Statistics show that programs like Read/Write/Now serve just five percent of the need statewide. Waiting lists for service in Hampden County exceed 400 people in cities such as Holyoke and more in Springfield.
Orien Blake, a 29-year-old native of Jamaica, was on a waiting list for 10 months. To get here, he takes two buses from Holyoke and spends the hour or more trip studying. An ambitious young man who once convinced an employer to hire him by offering to work free for a week, Blake has leapt through beginning level courses and is on the path to earning his graduate equivalency diploma. But he knows ambition is not enough. He realized that if he could read better, "I could move mountains."
Ana Leon, 34, has become a student leader since starting the program. A native of San Juan, Puerto Rico, she tries to connect others in the community with the opportunities presented by education programs. She knows that the challenges of life will force some to postpone their dreams after entering the program. She entered two years ago, had to leave and now is back, determined to get her GED and go on to college.
She says instructors such as Michelle Faith Brown and the support of Kelly and others helped her not to give up. "If you don't get something, they just don't give up on you."
That's a lesson she's also giving to her own two children, as she tries to encourage them to finish high school at a time when nearly half of students in Springfield and Holyoke don't graduate.

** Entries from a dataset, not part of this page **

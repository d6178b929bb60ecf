//! Digest primitives for the ReliefProof ledger.
//!
//! Provides the explicit canonical encoding of a block, domain-separated
//! BLAKE3 hashing, and hash chain verification.
//!
//! All crypto operations wrap established libraries; no custom cryptography.

pub mod canonical;
pub mod chain;
pub mod hasher;

pub use canonical::{block_digest, encode_block, CanonicalEncoder};
pub use chain::{ChainError, ChainLink, HashChainVerifier};
pub use hasher::DigestHasher;
use std::collections::HashMap;
use std::sync::{Arc, RwLock, RwLockReadGuard, RwLockWriteGuard};

use tracing::{debug, warn};

use relief_crypto::HashChainVerifier;
use relief_store::KeyValueStore;
use relief_types::{BeneficiaryId, GenesisRecord, Payload, PreviousDigest, Timestamp};

use crate::block::Block;
use crate::error::LedgerError;
use crate::projection::{AuditEntry, ChainSummary, IntegrityStatus, ProjectionBuilder};
use crate::validation::{ChainValidator, ValidationReport};

/// Storage key of the global relief ledger.
pub const GLOBAL_CHAIN_KEY: &str = "relief_chain";

/// Storage key prefix of identity-scoped ledgers.
pub const IDENTITY_CHAIN_PREFIX: &str = "ben_chain_";

/// Storage key of the identity-scoped ledger owned by `beneficiary_id`.
pub fn identity_chain_key(beneficiary_id: &BeneficiaryId) -> String {
    format!("{IDENTITY_CHAIN_PREFIX}{beneficiary_id}")
}

/// Outcome of verifying a single record by its relief id.
#[derive(Clone, Debug, PartialEq, Eq)]
pub enum RecordVerification {
    /// The record exists and its stored digest matches.
    Intact(Block),
    /// The record exists but its stored fields no longer hash to its digest.
    Tampered(Block),
    NotFound,
}

impl RecordVerification {
    pub fn is_intact(&self) -> bool {
        matches!(self, Self::Intact(_))
    }

    pub fn block(&self) -> Option<&Block> {
        match self {
            Self::Intact(b) | Self::Tampered(b) => Some(b),
            Self::NotFound => None,
        }
    }
}

/// A persisted, hash-linked block sequence.
///
/// The whole sequence is written to the store under one key after every
/// append. Reads and appends go through an internal `RwLock`; `append`
/// holds the write lock from reading the tip until the new sequence has been
/// handed to the store, so concurrent appends always link correctly.
pub struct Chain {
    key: String,
    store: Arc<dyn KeyValueStore>,
    inner: RwLock<ChainState>,
}

struct ChainState {
    blocks: Vec<Block>,
    /// relief id -> position of its first occurrence
    index: HashMap<String, usize>,
    durable: bool,
}

impl ChainState {
    fn from_blocks(blocks: Vec<Block>) -> Self {
        let mut index = HashMap::new();
        for (position, block) in blocks.iter().enumerate() {
            index
                .entry(block.relief_id().as_str().to_string())
                .or_insert(position);
        }
        Self {
            blocks,
            index,
            durable: true,
        }
    }

    fn push(&mut self, block: Block) {
        let position = self.blocks.len();
        self.index
            .entry(block.relief_id().as_str().to_string())
            .or_insert(position);
        self.blocks.push(block);
    }
}

impl Chain {
    /// Load the chain stored under `key`, or create it with a genesis block
    /// built from `genesis` if nothing is stored yet.
    ///
    /// Loaded blocks are taken verbatim; digests are not recomputed here.
    /// A stored value that does not decode to a non-empty block sequence is
    /// reported as [`LedgerError::CorruptChain`] rather than replaced.
    pub fn initialize(
        store: Arc<dyn KeyValueStore>,
        key: impl Into<String>,
        genesis: GenesisRecord,
    ) -> Result<Self, LedgerError> {
        let key = key.into();
        let blocks = match load(store.as_ref(), &key)? {
            Some(blocks) => blocks,
            None => {
                let blocks = vec![Block::genesis(genesis)];
                store.set(&key, &encode(&blocks)?)?;
                debug!(key = %key, "created chain with genesis block");
                blocks
            }
        };
        Ok(Self::from_parts(store, key, blocks))
    }

    /// Load the chain stored under `key` without creating it.
    ///
    /// Returns `None` when nothing is stored; the store is never written.
    pub fn open(
        store: Arc<dyn KeyValueStore>,
        key: impl Into<String>,
    ) -> Result<Option<Self>, LedgerError> {
        let key = key.into();
        Ok(load(store.as_ref(), &key)?.map(|blocks| Self::from_parts(store, key, blocks)))
    }

    fn from_parts(store: Arc<dyn KeyValueStore>, key: String, blocks: Vec<Block>) -> Self {
        Self {
            key,
            store,
            inner: RwLock::new(ChainState::from_blocks(blocks)),
        }
    }

    /// Load or create the global relief ledger.
    pub fn initialize_global(store: Arc<dyn KeyValueStore>) -> Result<Self, LedgerError> {
        Self::initialize(store, GLOBAL_CHAIN_KEY, GenesisRecord::global())
    }

    /// Storage key of this chain.
    pub fn key(&self) -> &str {
        &self.key
    }

    fn read_state(&self) -> Result<RwLockReadGuard<'_, ChainState>, LedgerError> {
        self.inner.read().map_err(|_| LedgerError::LockPoisoned)
    }

    fn write_state(&self) -> Result<RwLockWriteGuard<'_, ChainState>, LedgerError> {
        self.inner.write().map_err(|_| LedgerError::LockPoisoned)
    }

    /// Run `f` over the current block sequence under the read lock.
    pub(crate) fn with_blocks<T>(&self, f: impl FnOnce(&[Block]) -> T) -> Result<T, LedgerError> {
        let state = self.read_state()?;
        Ok(f(&state.blocks))
    }

    /// Last block of the chain.
    pub fn tip(&self) -> Result<Block, LedgerError> {
        self.read_state()?
            .blocks
            .last()
            .cloned()
            .ok_or(LedgerError::EmptyChain)
    }

    /// Number of blocks, genesis included.
    pub fn len(&self) -> Result<usize, LedgerError> {
        Ok(self.read_state()?.blocks.len())
    }

    pub fn is_empty(&self) -> Result<bool, LedgerError> {
        Ok(self.len()? == 0)
    }

    /// Append a block carrying `payload` and persist the full sequence.
    ///
    /// On a store failure the block stays appended in memory, the chain is
    /// marked non-durable, and [`LedgerError::NotDurable`] is returned.
    pub fn append(&self, payload: Payload) -> Result<Block, LedgerError> {
        self.append_checked(payload, |_| Ok(()))
    }

    /// Append after `guard` approves the current sequence.
    ///
    /// The guard runs under the same write lock as the append, so no other
    /// append can slip in between the check and the write.
    pub fn append_checked(
        &self,
        payload: Payload,
        guard: impl FnOnce(&[Block]) -> Result<(), LedgerError>,
    ) -> Result<Block, LedgerError> {
        let mut state = self.write_state()?;
        guard(&state.blocks)?;

        let tip = state.blocks.last().ok_or(LedgerError::EmptyChain)?;
        let block = Block::new(
            state.blocks.len() as u64,
            Timestamp::now(),
            payload,
            PreviousDigest::Block(tip.digest),
        );
        state.push(block.clone());
        state.durable = false;

        let encoded = encode(&state.blocks)?;
        match self.store.set(&self.key, &encoded) {
            Ok(()) => {
                state.durable = true;
                debug!(key = %self.key, seq = block.sequence_index, "appended block");
                Ok(block)
            }
            Err(source) => {
                warn!(
                    key = %self.key,
                    seq = block.sequence_index,
                    error = %source,
                    "block appended but not persisted"
                );
                Err(LedgerError::NotDurable {
                    seq: block.sequence_index,
                    block: Box::new(block),
                    source,
                })
            }
        }
    }

    /// Write the full in-memory sequence to the store again.
    pub fn persist(&self) -> Result<(), LedgerError> {
        let mut state = self.write_state()?;
        let encoded = encode(&state.blocks)?;
        self.store.set(&self.key, &encoded)?;
        state.durable = true;
        debug!(key = %self.key, blocks = state.blocks.len(), "persisted chain");
        Ok(())
    }

    /// Returns `false` after an append whose write failed, until a later
    /// write succeeds.
    pub fn is_durable(&self) -> Result<bool, LedgerError> {
        Ok(self.read_state()?.durable)
    }

    /// Returns `true` if every non-genesis block recomputes to its digest,
    /// links to its predecessor, and sits at its own index.
    pub fn validate(&self) -> bool {
        self.verify().is_ok()
    }

    /// Like [`Chain::validate`], but reports the first failure.
    pub fn verify(&self) -> Result<(), LedgerError> {
        let state = self.read_state()?;
        HashChainVerifier::verify_chain(&state.blocks).map_err(|err| {
            warn!(key = %self.key, index = err.index(), error = %err, "chain integrity failure");
            LedgerError::Integrity(err)
        })
    }

    /// Full walk collecting every violation, genesis re-hash included.
    pub fn validation_report(&self) -> Result<ValidationReport, LedgerError> {
        let state = self.read_state()?;
        Ok(ChainValidator::validate(&self.key, &state.blocks))
    }

    /// First block whose payload carries `relief_id`.
    pub fn find_by_record_id(&self, relief_id: &str) -> Result<Option<Block>, LedgerError> {
        let state = self.read_state()?;
        Ok(state
            .index
            .get(relief_id)
            .and_then(|&position| state.blocks.get(position))
            .cloned())
    }

    /// First block matching `predicate`, in chain order.
    pub fn find_where(
        &self,
        predicate: impl Fn(&Block) -> bool,
    ) -> Result<Option<Block>, LedgerError> {
        let state = self.read_state()?;
        Ok(state.blocks.iter().find(|b| predicate(b)).cloned())
    }

    /// Locate `relief_id` and recompute its digest.
    pub fn verify_record(&self, relief_id: &str) -> Result<RecordVerification, LedgerError> {
        Ok(match self.find_by_record_id(relief_id)? {
            Some(block) if block.is_intact() => RecordVerification::Intact(block),
            Some(block) => {
                warn!(
                    key = %self.key,
                    seq = block.sequence_index,
                    relief_id,
                    "record digest mismatch"
                );
                RecordVerification::Tampered(block)
            }
            None => RecordVerification::NotFound,
        })
    }

    /// Full ordered block list.
    pub fn export(&self) -> Result<Vec<Block>, LedgerError> {
        Ok(self.read_state()?.blocks.clone())
    }

    /// Full ordered block list as pretty-printed JSON.
    pub fn export_json(&self) -> Result<String, LedgerError> {
        let state = self.read_state()?;
        serde_json::to_string_pretty(&state.blocks)
            .map_err(|e| LedgerError::Serialization(e.to_string()))
    }

    /// Flattened audit-log rows.
    pub fn audit_entries(&self) -> Result<Vec<AuditEntry>, LedgerError> {
        self.with_blocks(ProjectionBuilder::audit_entries)
    }

    /// Dashboard figures, integrity included.
    pub fn summary(&self) -> Result<ChainSummary, LedgerError> {
        let state = self.read_state()?;
        let integrity =
            IntegrityStatus::from_valid(HashChainVerifier::verify_chain(&state.blocks).is_ok());
        Ok(ProjectionBuilder::summary(&state.blocks, integrity))
    }

    pub fn integrity(&self) -> IntegrityStatus {
        IntegrityStatus::from_valid(self.validate())
    }
}

impl std::fmt::Debug for Chain {
    fn fmt(&self, f: &mut std::fmt::Formatter<'_>) -> std::fmt::Result {
        let len = self.len().unwrap_or(0);
        f.debug_struct("Chain")
            .field("key", &self.key)
            .field("blocks", &len)
            .finish()
    }
}

fn load(store: &dyn KeyValueStore, key: &str) -> Result<Option<Vec<Block>>, LedgerError> {
    let Some(text) = store.get(key)? else {
        return Ok(None);
    };
    let blocks: Vec<Block> = serde_json::from_str(&text).map_err(|e| LedgerError::CorruptChain {
        key: key.to_string(),
        reason: e.to_string(),
    })?;
    if blocks.is_empty() {
        return Err(LedgerError::CorruptChain {
            key: key.to_string(),
            reason: "stored block sequence is empty".into(),
        });
    }
    debug!(key, blocks = blocks.len(), "loaded chain");
    Ok(Some(blocks))
}

fn encode(blocks: &[Block]) -> Result<String, LedgerError> {
    serde_json::to_string(blocks).map_err(|e| LedgerError::Serialization(e.to_string()))
}
//! High-level SDK for ReliefProof.
//!
//! [`LedgerCoordinator`] is the entry point for applications: it owns the
//! global ledger, opens identity-scoped ledgers on demand, enforces the
//! duplicate-claim guard, replicates claims into the global ledger, and
//! tracks the verification session.

pub mod collaborators;
pub mod config;
pub mod coordinator;
pub mod error;
pub mod session;

pub use collaborators::{
    CollaboratorError, IdentityVerifier, LocationLookup, SimulatedIdentityVerifier,
    StaticLocationLookup, VerificationOutcome,
};
pub use config::{ConfigError, LedgerConfig};
pub use coordinator::{
    ClaimDetails, DisbursementDetails, LedgerCoordinator, ReconcileReport, SEQUENCE_KEY,
};
pub use error::{CoordinatorError, CoordinatorResult};
pub use session::{Session, VerifiedIdentity};

// Re-export key types
pub use relief_ledger::{
    AuditEntry, Block, ChainSummary, IntegrityStatus, RecordVerification, ValidationReport,
};
pub use relief_types::{BeneficiaryId, Location, ReliefCategory, ReliefId};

Hayle McNeil, 43, started coming here from Jamaica to work on farms as a young man and, like Blake, is a legal resident. After suffering a serious back injury while working at a factory here, he could have spent the time resting at home waiting for reconstructive surgery. Instead, he is at Read/Write/Now trying to get his GED and go on to an electronics program at Springfield Technical Community College. Like the other students, he says staff inspire him to reach for more knowledge.
In addition to Brown and Kelly, staff include teachers Kendra Edmonds, Barb Lavoie and Maria Mazzaferro along with program assistant Ginna Ondricek. Students also receive help from volunteers, including long-time tutors Jean Mathisen and Ondricek in daytime classes as well as Nicole Darden, Loretta Forsythe, Chip Lavoie, Marty Lind, Mary Luukko and Michele Morris in night classes. Mount Holyoke College students also provide volunteer assistance.

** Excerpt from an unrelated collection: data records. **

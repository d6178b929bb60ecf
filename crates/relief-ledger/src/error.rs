use relief_crypto::ChainError;
use relief_store::StoreError;
use relief_types::ReliefCategory;

use crate::block::Block;

/// Errors produced by ledger operations.
#[derive(Debug, thiserror::Error)]
pub enum LedgerError {
    /// The block was appended in memory but the store rejected the write.
    /// The chain stays non-durable until a later persist succeeds.
    #[error("block {seq} appended but not persisted: {source}")]
    NotDurable {
        seq: u64,
        block: Box<Block>,
        #[source]
        source: StoreError,
    },

    #[error("store error: {0}")]
    Persistence(#[from] StoreError),

    #[error("serialization error: {0}")]
    Serialization(String),

    /// The persisted value exists but is not a usable block sequence.
    #[error("corrupt chain under {key}: {reason}")]
    CorruptChain { key: String, reason: String },

    #[error("chain has no blocks")]
    EmptyChain,

    #[error("integrity violation: {0}")]
    Integrity(#[from] ChainError),

    #[error("category {category} already claimed on this chain")]
    DuplicateCategory { category: ReliefCategory },

    #[error("claim belongs to {found}, not to chain owner {expected}")]
    BeneficiaryMismatch { expected: String, found: String },

    #[error("ledger lock poisoned")]
    LockPoisoned,
}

The Springfield City Library has long supported literacy as a community goal. Emily Bader, director of the library system, is a member of the Hampden County Literacy Cabinet, a 21-member board of community leaders who believe literacy should be a top priority for policy makers. The library also runs a number of other programs designed to connect the community with learning, which are overseen by Jean M. Canosa Albano, manager of youth and outreach services.
For Luther Watson, learning is one of those lifelong goals that doesn't dim with age or circumstance. It may have been put off along the way as he worked at jobs ranging from a baker at the closed A&P bakery off Plainfield Street to a Tyson Chicken plant down south to a cook at the closed Belchertown State School.
And there are those who tell him that maybe it is all a waste of time. But still he plugs away, honing his skills by writing a collection of children's stories based on his life.
"I love it. If you don't want to reach out and do it, you're not going to get it," he said.
Sitting amid a stack of books in the Pine Point Library, Watson's face literally lights up with the joy of learning. Something tells me he has already gotten it, no matter how long it takes to get to his final destination.